Collected data
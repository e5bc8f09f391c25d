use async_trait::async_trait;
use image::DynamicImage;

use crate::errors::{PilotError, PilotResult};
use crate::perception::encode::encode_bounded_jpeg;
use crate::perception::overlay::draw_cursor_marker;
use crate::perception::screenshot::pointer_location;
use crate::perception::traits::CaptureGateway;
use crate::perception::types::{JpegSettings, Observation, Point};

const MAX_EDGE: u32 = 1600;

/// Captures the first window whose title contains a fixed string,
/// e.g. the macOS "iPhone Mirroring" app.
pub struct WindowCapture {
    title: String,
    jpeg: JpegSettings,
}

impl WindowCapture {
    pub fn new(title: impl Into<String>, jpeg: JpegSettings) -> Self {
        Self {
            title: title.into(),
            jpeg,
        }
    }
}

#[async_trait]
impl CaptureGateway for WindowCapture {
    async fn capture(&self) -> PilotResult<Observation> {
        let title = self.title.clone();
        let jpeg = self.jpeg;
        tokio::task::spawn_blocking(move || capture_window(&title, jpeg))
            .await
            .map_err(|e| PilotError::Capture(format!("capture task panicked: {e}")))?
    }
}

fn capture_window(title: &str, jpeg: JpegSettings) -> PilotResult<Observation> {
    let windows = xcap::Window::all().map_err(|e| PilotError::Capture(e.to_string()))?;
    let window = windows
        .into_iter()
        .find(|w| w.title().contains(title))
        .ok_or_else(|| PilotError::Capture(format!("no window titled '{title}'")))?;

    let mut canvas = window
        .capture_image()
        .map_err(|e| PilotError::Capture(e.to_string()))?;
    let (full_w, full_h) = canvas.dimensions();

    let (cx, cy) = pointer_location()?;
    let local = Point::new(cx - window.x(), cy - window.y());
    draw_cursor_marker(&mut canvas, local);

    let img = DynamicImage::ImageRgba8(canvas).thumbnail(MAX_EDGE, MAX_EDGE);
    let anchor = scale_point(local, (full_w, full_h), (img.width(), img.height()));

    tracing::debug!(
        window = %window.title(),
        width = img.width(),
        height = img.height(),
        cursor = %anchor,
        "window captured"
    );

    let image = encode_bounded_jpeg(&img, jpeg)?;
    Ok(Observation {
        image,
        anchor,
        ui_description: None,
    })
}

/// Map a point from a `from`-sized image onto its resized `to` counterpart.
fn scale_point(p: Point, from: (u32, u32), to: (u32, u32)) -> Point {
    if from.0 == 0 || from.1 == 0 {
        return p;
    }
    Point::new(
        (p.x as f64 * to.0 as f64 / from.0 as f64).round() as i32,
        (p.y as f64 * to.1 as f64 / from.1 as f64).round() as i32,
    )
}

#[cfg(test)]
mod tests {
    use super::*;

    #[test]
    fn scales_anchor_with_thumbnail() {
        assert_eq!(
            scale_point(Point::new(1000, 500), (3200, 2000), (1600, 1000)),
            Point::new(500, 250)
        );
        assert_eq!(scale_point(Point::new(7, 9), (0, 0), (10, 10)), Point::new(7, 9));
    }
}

==

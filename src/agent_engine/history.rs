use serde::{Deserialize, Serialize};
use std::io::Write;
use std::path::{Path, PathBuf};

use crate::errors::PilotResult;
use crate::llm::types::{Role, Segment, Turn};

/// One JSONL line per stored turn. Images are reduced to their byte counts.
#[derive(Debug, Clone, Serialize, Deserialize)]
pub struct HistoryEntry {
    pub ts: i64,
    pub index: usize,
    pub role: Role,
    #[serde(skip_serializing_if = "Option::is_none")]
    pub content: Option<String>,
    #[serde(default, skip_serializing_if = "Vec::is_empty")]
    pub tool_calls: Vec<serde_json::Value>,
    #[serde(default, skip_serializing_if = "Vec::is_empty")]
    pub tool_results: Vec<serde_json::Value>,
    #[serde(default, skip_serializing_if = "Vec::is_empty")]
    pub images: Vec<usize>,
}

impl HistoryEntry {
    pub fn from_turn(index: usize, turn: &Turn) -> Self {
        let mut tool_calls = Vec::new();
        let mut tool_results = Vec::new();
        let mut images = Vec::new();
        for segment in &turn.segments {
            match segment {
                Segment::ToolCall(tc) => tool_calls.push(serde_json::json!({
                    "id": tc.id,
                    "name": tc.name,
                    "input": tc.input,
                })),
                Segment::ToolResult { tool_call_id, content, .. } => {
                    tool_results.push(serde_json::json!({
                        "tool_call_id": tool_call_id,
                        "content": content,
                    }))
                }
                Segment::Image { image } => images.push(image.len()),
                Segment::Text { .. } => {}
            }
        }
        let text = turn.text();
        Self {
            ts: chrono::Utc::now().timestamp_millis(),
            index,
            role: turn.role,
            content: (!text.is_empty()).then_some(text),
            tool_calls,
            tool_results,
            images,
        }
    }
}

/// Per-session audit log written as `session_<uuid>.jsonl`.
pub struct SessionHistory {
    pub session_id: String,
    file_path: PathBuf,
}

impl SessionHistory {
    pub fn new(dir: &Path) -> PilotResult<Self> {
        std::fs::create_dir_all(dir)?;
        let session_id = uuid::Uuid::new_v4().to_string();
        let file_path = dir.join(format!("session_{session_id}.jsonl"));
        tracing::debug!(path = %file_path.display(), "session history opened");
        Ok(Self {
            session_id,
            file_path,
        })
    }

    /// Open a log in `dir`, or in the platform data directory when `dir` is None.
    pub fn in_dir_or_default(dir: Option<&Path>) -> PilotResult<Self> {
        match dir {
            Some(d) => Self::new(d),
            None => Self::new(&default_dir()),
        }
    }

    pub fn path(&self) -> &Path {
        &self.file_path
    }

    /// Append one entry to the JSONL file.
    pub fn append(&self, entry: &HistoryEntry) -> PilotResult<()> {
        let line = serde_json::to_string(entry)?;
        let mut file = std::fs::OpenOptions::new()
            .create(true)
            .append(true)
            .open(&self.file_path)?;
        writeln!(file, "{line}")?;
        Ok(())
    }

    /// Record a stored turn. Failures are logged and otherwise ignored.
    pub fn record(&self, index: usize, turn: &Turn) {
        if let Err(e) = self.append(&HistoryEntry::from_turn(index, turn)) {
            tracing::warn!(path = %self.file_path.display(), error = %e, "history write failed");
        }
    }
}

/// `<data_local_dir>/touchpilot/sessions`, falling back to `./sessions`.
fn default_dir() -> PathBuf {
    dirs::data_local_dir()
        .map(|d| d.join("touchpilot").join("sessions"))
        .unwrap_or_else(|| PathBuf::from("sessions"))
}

• _EXERCISE DETAILS_:
When the line with "repository e5bc8f09f391c25d" is reached in the data above, start copying there, and copy each line exactly until the line with "const MAX_EDGE: u32 = 1600;" has been copied; copy nothing else.

• _ANSWER TO THE EXERCISE_:
repository e5bc8f09f391c25d
use async_trait::async_trait;
use image::DynamicImage;

use crate::errors::{PilotError, PilotResult};
use crate::perception::encode::encode_bounded_jpeg;
use crate::perception::overlay::draw_cursor_marker;
use crate::perception::screenshot::pointer_location;
use crate::perception::traits::CaptureGateway;
use crate::perception::types::{JpegSettings, Observation, Point};

const MAX_EDGE: u32 = 1600;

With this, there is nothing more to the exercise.